I love telling stories of my favorite corner bar.( My poem “Corner Bar” follows below) And I love listening to others tell theirs. On the Morning Media Menu today, author and New York Times Magazine ”Drink” columnist Rosie Schaap talked about her new memoir, Drinking With Men. The book shows how bars have helped shape her personal and creative life. She also shared tips for pitching This American Life.
Here’s an excerpt: ”What I love about bars is that they are places where people talk to one another and tell people stories. There is a kind of openness and exchange of stories in bars. Everyone is relaxed. You go to a bar not to get dressed up, not to have a really fancy night out on the town. You go to the bar to be relaxed and to be yourself. I think that really facilitates great storytelling among regulars. That’s really what we do at bars, we tell each other our stories.”
She concluded: “But you can tell (whether you are writing a story or telling your friends in the bar a story), whether the story is working or not. Sometimes the story you tell in a is going to fall flat. I think in a way, bars are a great place to hone your storytelling skills. Is this making my fellow bar-goers interested in hearing the rest of the story? Am I going into too much detail? Am I not giving enough detail? Bars are great laboratories for storytelling.”
Here’s my bar story. Hope you can barely relate…for your sake. Enjoy!
It always felt familiar and safe;
not like home, but filled with that same tragic scent
of failure, futility, and confusion.
In this darkened chapel, night after night,
we feigned brotherhood, but watched our backs.
We found religion in tall tales
and twisted notes floating softly from the jukebox.
The enormity of the lies exchanged was staggering,
yet not once was truth demanded.
Here, we worshiped and blessed ourselves
at the mahogany and brass altar of amber absolution,
our sins washed in a flood of cheap whiskey and stale beer.
Our bottles filled the night with dead words, hungry ashtrays,
and all these incessant “maybes”
while shameless calls for “another!” filled the tepid air.

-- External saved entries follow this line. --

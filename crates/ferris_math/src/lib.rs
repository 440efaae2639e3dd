// Re-export glam for convenience
pub use glam::*;

// Ferris math types
mod aabb;
mod interval;
mod ray;

pub use aabb::Aabb;
pub use interval::Interval;
pub use ray::Ray;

We licked the back of our teeth
and bought rounds for the prostitute sitting there all alone,
hunched over to entice our drunken libidos.

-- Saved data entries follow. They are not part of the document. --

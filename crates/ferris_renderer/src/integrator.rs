//! Path integrator.
//!
//! [`ray_color`] follows one light path through the scene, gathering emitted
//! radiance weighted by the running attenuation product until the path
//! escapes, is absorbed, or runs out of bounces.

use crate::hittable::Hittable;
use crate::material::{Color, Scatter};
use ferris_math::{Interval, Ray};
use rand::RngCore;

/// Start of the valid hit interval, keeps bounces off their own surface.
pub const T_MIN: f32 = 0.001;

/// Densities at or below this terminate the path.
const PDF_EPSILON: f32 = 1e-8;

/// Compute the radiance carried back along `ray`.
///
/// `depth` is the number of surface interactions allowed; zero yields black.
/// A ray that leaves the scene picks up `background`.
pub fn ray_color(
    ray: &Ray,
    depth: u32,
    world: &dyn Hittable,
    background: Color,
    rng: &mut dyn RngCore,
) -> Color {
    let mut radiance = Color::ZERO;
    let mut throughput = Color::ONE;
    let mut ray = *ray;

    for _ in 0..depth {
        let Some(rec) = world.hit(&ray, Interval::new(T_MIN, f32::INFINITY)) else {
            return radiance + throughput * background;
        };

        radiance += throughput * rec.material.emitted(rec.u, rec.v, rec.p);

        match rec.material.scatter(&ray, &rec, rng) {
            // Absorbed, or a pure emitter
            None => return radiance,
            Some(Scatter::Specular {
                attenuation,
                scattered,
            }) => {
                throughput *= attenuation;
                ray = scattered;
            }
            Some(Scatter::Sampled {
                attenuation,
                scattered,
                ..
            }) => {
                // The density is re-evaluated for the chosen direction rather
                // than taken from the sampler.
                let scattering_pdf = rec.material.scattering_pdf(&ray, &rec, &scattered);
                let pdf_value = scattering_pdf;
                if !pdf_value.is_finite() || pdf_value <= PDF_EPSILON {
                    return radiance;
                }

                throughput *= attenuation * (scattering_pdf / pdf_value);
                ray = scattered;
            }
        }
    }

    // Bounce budget exhausted
    radiance
}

We adored her, this faded Madonna,
with her chipped teeth and sagging breasts,
reeking of a stale alcohol and tragic perfume.

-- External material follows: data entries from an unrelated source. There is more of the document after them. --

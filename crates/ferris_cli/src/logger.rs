use log::LevelFilter;

/// Initialize the logger with the specified level.
///
/// `RUST_LOG` can still refine individual modules.
pub fn init_logger(level: LevelFilter) {
    env_logger::Builder::new()
        .filter_level(level)
        .parse_default_env()
        .init();
}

Where once there had been beauty and life
some bastard had beaten it out of her;
taking everything that made a woman good and reduced her to this.
Our prayers were answered
in the way this whore swallowed you whole
in the back room’s secret confessional
where you keep her words tightly knit
in the dark corners of your heart.
This was the flip-side of our saintly home-lives;
our souls consumed in the repetition of it all.
We whispered our hallelujahs as the clock struck two;
last call and a slow retreat into the shameless shadows of wretched existence,
as God soundly closed the doors behind us.